Action item.
Using the material that follows, identify and copy each line with the string "https".

Data for this exercise.

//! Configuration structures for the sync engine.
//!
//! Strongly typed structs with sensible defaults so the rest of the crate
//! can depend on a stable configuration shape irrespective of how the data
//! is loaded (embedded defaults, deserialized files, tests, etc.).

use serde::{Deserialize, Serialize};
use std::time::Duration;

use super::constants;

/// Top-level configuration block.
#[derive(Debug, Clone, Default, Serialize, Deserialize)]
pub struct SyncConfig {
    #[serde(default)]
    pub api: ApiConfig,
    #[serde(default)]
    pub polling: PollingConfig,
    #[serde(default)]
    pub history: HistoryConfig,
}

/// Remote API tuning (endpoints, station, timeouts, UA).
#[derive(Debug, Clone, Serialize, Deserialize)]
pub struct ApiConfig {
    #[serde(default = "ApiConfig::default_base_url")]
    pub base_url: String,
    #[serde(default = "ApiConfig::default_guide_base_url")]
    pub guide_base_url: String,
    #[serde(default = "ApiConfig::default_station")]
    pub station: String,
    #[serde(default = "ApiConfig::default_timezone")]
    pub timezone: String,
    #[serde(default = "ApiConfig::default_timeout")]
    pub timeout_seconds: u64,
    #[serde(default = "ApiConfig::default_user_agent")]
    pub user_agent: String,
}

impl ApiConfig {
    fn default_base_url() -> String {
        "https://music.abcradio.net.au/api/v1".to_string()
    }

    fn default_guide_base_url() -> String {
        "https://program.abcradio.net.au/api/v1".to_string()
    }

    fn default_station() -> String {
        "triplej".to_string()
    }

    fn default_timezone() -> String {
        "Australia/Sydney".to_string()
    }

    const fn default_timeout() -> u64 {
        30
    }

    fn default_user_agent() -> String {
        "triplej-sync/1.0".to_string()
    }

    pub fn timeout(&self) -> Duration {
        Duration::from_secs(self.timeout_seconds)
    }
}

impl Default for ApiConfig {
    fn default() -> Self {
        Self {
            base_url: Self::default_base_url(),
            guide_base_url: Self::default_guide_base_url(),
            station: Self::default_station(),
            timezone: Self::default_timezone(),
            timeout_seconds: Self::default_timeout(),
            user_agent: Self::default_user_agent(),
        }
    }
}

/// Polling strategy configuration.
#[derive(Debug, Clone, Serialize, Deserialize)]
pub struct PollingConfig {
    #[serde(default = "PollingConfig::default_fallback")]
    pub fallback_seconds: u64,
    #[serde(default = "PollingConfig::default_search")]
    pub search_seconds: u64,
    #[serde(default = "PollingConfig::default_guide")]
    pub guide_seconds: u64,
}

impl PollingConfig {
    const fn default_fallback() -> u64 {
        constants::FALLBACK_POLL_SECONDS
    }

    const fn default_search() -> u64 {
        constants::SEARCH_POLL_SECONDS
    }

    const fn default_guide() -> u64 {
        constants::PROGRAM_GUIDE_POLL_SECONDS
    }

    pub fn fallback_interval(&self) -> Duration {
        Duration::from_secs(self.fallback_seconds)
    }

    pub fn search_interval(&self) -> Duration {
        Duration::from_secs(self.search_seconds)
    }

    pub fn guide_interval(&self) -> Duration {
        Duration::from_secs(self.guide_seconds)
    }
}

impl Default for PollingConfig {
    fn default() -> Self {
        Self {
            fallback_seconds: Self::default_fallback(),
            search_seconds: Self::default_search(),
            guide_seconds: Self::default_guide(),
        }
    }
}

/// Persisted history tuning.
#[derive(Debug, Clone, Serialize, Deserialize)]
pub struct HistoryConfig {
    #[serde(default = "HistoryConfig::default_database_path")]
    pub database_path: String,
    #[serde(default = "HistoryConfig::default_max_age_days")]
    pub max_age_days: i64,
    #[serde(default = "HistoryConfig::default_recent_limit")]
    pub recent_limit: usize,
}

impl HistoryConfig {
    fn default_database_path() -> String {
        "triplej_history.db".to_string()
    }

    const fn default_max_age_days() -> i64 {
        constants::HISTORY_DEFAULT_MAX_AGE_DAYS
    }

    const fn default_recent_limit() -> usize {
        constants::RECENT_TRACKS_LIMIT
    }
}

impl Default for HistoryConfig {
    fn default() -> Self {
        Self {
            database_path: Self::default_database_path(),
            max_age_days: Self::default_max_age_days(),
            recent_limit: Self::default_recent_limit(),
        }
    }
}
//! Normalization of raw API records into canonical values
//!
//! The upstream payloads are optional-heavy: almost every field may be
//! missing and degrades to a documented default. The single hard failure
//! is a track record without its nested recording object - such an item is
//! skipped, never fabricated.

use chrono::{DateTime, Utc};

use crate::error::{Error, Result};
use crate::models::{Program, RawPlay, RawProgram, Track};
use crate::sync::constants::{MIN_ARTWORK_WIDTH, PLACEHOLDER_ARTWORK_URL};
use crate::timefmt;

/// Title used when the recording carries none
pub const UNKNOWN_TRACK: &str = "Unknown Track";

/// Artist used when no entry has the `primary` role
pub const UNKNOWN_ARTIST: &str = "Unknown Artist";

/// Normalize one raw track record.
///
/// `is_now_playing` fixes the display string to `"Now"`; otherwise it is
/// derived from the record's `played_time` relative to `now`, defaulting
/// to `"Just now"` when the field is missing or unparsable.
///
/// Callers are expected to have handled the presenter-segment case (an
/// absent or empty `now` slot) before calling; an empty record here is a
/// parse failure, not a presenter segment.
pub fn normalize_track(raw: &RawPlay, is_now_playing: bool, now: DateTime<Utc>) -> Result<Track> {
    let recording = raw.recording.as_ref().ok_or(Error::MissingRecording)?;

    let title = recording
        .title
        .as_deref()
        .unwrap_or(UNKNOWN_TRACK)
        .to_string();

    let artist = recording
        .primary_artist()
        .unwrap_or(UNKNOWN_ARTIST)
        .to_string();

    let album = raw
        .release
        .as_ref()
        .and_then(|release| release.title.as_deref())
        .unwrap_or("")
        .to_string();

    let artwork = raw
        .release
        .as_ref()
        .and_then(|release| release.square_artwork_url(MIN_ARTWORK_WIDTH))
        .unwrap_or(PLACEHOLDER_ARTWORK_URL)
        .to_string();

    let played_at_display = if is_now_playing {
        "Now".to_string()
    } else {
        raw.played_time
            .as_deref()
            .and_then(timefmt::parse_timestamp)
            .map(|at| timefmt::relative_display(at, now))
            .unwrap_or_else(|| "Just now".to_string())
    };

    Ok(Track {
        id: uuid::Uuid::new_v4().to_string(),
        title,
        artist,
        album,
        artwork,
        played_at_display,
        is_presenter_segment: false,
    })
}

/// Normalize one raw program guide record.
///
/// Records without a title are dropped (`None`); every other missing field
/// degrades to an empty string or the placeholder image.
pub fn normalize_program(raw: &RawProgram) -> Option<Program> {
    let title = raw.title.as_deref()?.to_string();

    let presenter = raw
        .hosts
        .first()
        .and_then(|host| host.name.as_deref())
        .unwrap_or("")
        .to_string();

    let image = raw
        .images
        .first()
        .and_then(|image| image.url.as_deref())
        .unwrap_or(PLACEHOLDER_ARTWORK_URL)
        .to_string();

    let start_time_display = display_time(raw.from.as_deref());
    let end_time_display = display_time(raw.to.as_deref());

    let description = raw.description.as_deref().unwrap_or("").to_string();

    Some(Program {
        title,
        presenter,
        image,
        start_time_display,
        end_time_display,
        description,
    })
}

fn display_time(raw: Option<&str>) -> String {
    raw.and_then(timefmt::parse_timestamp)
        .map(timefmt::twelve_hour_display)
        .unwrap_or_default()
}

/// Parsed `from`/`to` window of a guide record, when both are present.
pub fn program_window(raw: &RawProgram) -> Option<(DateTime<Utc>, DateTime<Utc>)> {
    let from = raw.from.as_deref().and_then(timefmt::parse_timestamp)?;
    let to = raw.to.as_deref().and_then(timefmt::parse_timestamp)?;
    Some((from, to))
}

Exercise response.
        "https://music.abcradio.net.au/api/v1".to_string()
        "https://program.abcradio.net.au/api/v1".to_string()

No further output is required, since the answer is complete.